# WORK REQUIRED:
Find every line in the records below that holds the word "driver", and copy each one.

(Stored data entries)
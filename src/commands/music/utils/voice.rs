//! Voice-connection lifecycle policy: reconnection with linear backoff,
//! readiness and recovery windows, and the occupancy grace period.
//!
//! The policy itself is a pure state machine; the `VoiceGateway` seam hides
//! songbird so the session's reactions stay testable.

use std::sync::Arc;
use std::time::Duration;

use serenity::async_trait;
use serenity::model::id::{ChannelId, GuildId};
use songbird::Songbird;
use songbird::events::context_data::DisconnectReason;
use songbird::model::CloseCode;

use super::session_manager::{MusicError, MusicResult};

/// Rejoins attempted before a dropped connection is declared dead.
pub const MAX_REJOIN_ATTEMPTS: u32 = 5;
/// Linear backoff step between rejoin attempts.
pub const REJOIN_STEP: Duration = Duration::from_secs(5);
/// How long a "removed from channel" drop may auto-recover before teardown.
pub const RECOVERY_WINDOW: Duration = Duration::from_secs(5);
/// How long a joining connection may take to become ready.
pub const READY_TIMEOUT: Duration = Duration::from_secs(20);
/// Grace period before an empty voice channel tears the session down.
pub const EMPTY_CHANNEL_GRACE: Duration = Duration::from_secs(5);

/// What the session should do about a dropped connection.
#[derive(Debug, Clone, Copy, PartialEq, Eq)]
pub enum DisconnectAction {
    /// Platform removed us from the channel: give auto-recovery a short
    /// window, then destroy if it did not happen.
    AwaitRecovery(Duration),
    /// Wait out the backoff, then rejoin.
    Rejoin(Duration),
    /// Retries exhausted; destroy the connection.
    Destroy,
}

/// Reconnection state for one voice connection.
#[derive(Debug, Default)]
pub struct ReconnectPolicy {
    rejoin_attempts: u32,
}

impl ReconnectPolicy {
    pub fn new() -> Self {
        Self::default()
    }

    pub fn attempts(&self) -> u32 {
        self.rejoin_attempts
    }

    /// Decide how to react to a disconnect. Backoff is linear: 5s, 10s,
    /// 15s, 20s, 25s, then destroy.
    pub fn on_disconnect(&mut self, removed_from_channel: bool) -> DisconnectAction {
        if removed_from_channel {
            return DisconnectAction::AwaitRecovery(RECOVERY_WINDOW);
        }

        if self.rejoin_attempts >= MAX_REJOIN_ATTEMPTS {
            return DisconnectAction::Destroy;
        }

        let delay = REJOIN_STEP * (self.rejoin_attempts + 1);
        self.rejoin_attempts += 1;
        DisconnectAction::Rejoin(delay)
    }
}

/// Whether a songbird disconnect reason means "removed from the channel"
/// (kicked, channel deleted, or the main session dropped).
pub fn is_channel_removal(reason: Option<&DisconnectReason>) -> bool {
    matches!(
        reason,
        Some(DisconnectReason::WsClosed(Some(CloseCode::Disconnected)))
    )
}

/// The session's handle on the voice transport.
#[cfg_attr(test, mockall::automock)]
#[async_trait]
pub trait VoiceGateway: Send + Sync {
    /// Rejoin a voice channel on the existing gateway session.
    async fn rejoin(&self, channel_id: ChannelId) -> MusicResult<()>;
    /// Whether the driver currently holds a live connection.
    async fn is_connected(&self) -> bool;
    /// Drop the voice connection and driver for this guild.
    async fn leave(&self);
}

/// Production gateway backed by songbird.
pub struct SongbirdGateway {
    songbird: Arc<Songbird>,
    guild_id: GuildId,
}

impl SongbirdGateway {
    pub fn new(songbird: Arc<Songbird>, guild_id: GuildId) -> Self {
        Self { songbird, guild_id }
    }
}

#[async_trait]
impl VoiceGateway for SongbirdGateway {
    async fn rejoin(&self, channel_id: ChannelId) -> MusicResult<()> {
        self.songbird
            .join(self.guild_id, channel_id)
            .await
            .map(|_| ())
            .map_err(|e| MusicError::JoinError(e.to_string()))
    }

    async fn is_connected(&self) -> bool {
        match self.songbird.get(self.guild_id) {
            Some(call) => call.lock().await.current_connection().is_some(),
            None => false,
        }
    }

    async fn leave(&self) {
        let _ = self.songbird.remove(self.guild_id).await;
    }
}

# REPLY TO THE EXERCISE:
    /// Whether the driver currently holds a live connection.
    /// Drop the voice connection and driver for this guild.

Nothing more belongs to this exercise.